+++ DATA FOR PROCESSING

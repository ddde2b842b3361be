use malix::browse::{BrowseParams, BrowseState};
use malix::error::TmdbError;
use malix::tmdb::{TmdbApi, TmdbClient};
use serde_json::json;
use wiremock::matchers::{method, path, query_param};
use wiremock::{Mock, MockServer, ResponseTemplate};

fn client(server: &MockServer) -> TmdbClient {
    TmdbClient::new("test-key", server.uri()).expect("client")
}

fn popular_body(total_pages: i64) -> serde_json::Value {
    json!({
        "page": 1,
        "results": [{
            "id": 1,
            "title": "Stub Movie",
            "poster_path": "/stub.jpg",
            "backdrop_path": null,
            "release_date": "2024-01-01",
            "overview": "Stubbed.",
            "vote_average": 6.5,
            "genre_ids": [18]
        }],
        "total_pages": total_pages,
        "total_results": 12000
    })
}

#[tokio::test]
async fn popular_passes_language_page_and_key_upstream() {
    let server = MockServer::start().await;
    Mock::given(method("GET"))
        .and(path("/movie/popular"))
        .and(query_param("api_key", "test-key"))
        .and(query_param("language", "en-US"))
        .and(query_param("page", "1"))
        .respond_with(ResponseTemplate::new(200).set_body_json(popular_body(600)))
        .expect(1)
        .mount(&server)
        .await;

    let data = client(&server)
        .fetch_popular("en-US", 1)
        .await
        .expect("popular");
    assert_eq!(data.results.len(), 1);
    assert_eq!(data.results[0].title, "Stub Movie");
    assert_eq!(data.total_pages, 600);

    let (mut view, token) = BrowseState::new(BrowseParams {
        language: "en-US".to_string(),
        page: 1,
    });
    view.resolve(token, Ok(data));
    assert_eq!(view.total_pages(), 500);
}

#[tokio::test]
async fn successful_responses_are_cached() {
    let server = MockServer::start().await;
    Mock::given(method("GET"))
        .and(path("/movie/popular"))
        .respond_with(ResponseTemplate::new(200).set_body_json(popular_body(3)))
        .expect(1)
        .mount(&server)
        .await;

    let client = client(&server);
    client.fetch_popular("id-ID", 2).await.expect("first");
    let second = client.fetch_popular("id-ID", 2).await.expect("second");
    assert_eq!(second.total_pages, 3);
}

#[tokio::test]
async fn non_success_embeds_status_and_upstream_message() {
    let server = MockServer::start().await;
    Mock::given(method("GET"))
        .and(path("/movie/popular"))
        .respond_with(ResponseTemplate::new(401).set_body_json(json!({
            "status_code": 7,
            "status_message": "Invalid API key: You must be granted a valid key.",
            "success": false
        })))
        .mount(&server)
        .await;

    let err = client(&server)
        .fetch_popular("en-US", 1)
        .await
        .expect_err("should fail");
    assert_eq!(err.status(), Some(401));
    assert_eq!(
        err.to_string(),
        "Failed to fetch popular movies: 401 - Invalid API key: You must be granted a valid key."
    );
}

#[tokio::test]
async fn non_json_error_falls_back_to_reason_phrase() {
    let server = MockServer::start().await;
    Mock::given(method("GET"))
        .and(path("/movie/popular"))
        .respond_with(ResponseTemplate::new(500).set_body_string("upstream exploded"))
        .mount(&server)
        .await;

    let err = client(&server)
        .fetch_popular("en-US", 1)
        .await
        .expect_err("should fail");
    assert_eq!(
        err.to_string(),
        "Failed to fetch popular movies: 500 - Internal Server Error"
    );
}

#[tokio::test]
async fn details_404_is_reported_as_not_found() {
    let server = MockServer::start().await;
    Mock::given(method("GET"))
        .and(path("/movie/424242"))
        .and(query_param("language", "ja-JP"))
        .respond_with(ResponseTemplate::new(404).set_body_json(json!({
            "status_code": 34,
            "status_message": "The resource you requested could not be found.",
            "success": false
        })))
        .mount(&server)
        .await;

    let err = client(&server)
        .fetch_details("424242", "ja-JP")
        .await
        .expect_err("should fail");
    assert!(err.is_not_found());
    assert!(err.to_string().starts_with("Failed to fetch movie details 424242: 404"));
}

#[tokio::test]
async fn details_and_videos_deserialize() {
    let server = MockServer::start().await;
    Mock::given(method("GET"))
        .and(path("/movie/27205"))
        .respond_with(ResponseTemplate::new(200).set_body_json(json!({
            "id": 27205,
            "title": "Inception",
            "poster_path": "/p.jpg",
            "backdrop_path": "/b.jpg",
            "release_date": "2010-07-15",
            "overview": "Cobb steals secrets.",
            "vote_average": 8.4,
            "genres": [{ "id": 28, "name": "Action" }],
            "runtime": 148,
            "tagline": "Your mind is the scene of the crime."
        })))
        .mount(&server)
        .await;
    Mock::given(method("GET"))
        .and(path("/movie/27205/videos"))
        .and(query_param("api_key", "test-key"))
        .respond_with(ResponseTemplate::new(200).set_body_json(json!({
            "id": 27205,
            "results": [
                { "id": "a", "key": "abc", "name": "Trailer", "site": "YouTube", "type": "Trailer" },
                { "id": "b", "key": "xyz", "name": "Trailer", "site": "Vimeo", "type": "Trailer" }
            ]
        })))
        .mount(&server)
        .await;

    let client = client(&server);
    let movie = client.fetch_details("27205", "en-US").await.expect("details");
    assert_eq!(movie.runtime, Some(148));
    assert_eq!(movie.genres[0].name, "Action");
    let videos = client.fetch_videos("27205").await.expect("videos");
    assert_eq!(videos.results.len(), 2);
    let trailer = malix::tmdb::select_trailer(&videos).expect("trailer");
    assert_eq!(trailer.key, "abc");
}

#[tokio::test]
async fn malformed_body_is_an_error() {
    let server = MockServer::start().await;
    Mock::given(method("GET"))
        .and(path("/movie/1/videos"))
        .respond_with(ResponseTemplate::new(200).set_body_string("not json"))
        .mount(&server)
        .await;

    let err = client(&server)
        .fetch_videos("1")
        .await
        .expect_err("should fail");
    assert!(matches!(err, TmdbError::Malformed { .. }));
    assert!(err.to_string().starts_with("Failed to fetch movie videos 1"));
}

++++++

= REQUIRED WORK =
Copy all lines from the data that hold the word "second".

= EXPECTED ANSWER =
    let second = client.fetch_popular("id-ID", 2).await.expect("second");
    assert_eq!(second.total_pages, 3);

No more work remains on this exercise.